> _The data_:
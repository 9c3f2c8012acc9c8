//! Live WebSocket channel configuration.

use serde::{Deserialize, Serialize};

/// Live channel (WebSocket) settings.
#[derive(Debug, Clone, Serialize, Deserialize)]
pub struct RealtimeConfig {
    /// WebSocket URL of the live event channel. When empty, it is derived
    /// from the API base URL by swapping the scheme and appending `/ws`.
    #[serde(default)]
    pub url: String,
    /// Initial reconnect delay in milliseconds.
    #[serde(default = "default_reconnect_initial")]
    pub reconnect_initial_ms: u64,
    /// Maximum reconnect delay in milliseconds.
    #[serde(default = "default_reconnect_max")]
    pub reconnect_max_ms: u64,
    /// Buffer size of the channel carrying normalized events.
    #[serde(default = "default_event_buffer")]
    pub event_buffer_size: usize,
}

impl Default for RealtimeConfig {
    fn default() -> Self {
        Self {
            url: String::new(),
            reconnect_initial_ms: default_reconnect_initial(),
            reconnect_max_ms: default_reconnect_max(),
            event_buffer_size: default_event_buffer(),
        }
    }
}

fn default_reconnect_initial() -> u64 {
    500
}

fn default_reconnect_max() -> u64 {
    30_000
}

fn default_event_buffer() -> usize {
    256
}
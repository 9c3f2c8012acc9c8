//! Backend REST API configuration.

use serde::{Deserialize, Serialize};

/// Backend REST API settings.
#[derive(Debug, Clone, Serialize, Deserialize)]
pub struct ApiConfig {
    /// Base URL of the backend, e.g. `http://localhost:3000`.
    #[serde(default = "default_base_url")]
    pub base_url: String,
    /// Request timeout in seconds.
    #[serde(default = "default_request_timeout")]
    pub request_timeout_seconds: u64,
    /// Connect timeout in seconds.
    #[serde(default = "default_connect_timeout")]
    pub connect_timeout_seconds: u64,
}

impl Default for ApiConfig {
    fn default() -> Self {
        Self {
            base_url: default_base_url(),
            request_timeout_seconds: default_request_timeout(),
            connect_timeout_seconds: default_connect_timeout(),
        }
    }
}

fn default_base_url() -> String {
    "http://localhost:3000".to_string()
}

fn default_request_timeout() -> u64 {
    30
}

fn default_connect_timeout() -> u64 {
    10
}
//! # machinehub-api
//!
//! REST adapter for the MachineHub backend. Wraps the event history,
//! machine directory, coin value, and push subscription endpoints behind
//! a typed client. Event responses are normalized before they leave this
//! crate; callers never see raw wire shapes.

pub mod client;
pub mod types;

pub use client::ApiClient;
pub use types::{EventPage, EventQuery, MachineCoins, PowerLogEntry, PushSubscription};
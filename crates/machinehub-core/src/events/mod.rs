//! Event normalization.
//!
//! Converts heterogeneous wire shapes — live socket frames, push message
//! bodies, REST poll results — into the canonical record types. No other
//! component sees raw wire shapes.

mod normalizer;
mod push;

pub use normalizer::{NormalizedEvent, normalize, normalize_with_hint};
pub use push::{PushPayload, parse_push_body};
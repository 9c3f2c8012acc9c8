//! # machinehub-store
//!
//! Foreground state for the MachineHub agent: the file-backed device
//! storage (auth token, unread cursor, preferences), the notification
//! store with scope enforcement, dedup, and pagination, and the coin
//! value store.
//!
//! Everything here belongs to the foreground context; the background
//! worker never touches device storage directly.

pub mod coin_values;
pub mod dedup;
pub mod device;
pub mod keys;
pub mod notifications;

pub use coin_values::CoinValueStore;
pub use dedup::DedupIndex;
pub use device::DeviceStorage;
pub use notifications::{AddOutcome, NotificationStore, Toast};
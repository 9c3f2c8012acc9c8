//! # machinehub-realtime
//!
//! Transport adapters for the MachineHub agent. Wraps the two event
//! sources — the live WebSocket channel and the platform push channel —
//! and the relay bus that carries worker-to-foreground messages. Both
//! adapters emit only canonical event shapes downstream.

pub mod live;
pub mod push;
pub mod relay;

pub use live::LiveClient;
pub use push::{ChannelPushSource, PushMessage, PushSource, WebSocketPushSource};
pub use relay::{RelayBus, RelayEnvelope, RelayMessage};
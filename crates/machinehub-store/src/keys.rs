//! Device storage keys.
//!
//! Centralising key names prevents typos and makes it easy to find every
//! key the agent persists.

/// Bearer token of the signed-in user.
pub const TOKEN: &str = "token";

/// Whether a user is signed in (`"true"` / `"false"`).
pub const AUTH: &str = "auth";

/// Role string of the signed-in user.
pub const ROLE: &str = "role";

/// JSON array of assigned machine ids.
pub const ASSIGNED_MACHINE_IDS: &str = "assignedMachineIds";

/// Legacy single assigned machine id, read when the array is absent.
pub const ASSIGNED_MACHINE_ID: &str = "assignedMachineId";

/// Unread cursor: instant the notification feed was last seen.
pub const NOTIFICATIONS_LAST_SEEN: &str = "notifications_last_seen";

/// Whether the feed filter is "today only" (`"true"` / `"false"`).
pub const NOTIFICATIONS_TODAY: &str = "notifications_today";

/// Explicit feed range lower bound, local `YYYY-MM-DD`.
pub const NOTIFICATIONS_FROM: &str = "notifications_from";

/// Explicit feed range upper bound, local `YYYY-MM-DD`.
pub const NOTIFICATIONS_TO: &str = "notifications_to";

/// Cached coin value map keyed by machine type.
pub const COIN_VALUES_BY_TYPE: &str = "coinValuesByType";
//! Push channel configuration.

use serde::{Deserialize, Serialize};

/// Push channel settings for the background worker context.
#[derive(Debug, Clone, Serialize, Deserialize)]
pub struct PushConfig {
    /// Whether the push subscription should be initialized at startup.
    /// Failure to subscribe is never fatal either way.
    #[serde(default = "default_true")]
    pub enabled: bool,
    /// WebSocket URL of the push gateway. When empty, it is derived from
    /// the API base URL by swapping the scheme and appending `/push`.
    #[serde(default)]
    pub gateway_url: String,
    /// Timeout in seconds for the single bounded fallback fetch issued
    /// when a push body cannot be parsed.
    #[serde(default = "default_fallback_timeout")]
    pub fallback_timeout_seconds: u64,
}

impl Default for PushConfig {
    fn default() -> Self {
        Self {
            enabled: true,
            gateway_url: String::new(),
            fallback_timeout_seconds: default_fallback_timeout(),
        }
    }
}

fn default_true() -> bool {
    true
}

fn default_fallback_timeout() -> u64 {
    10
}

> _What to do_: Copy each line in the listing where "scheme" appears.

> _Your response_:
    /// from the API base URL by swapping the scheme and appending `/ws`.
    /// the API base URL by swapping the scheme and appending `/push`.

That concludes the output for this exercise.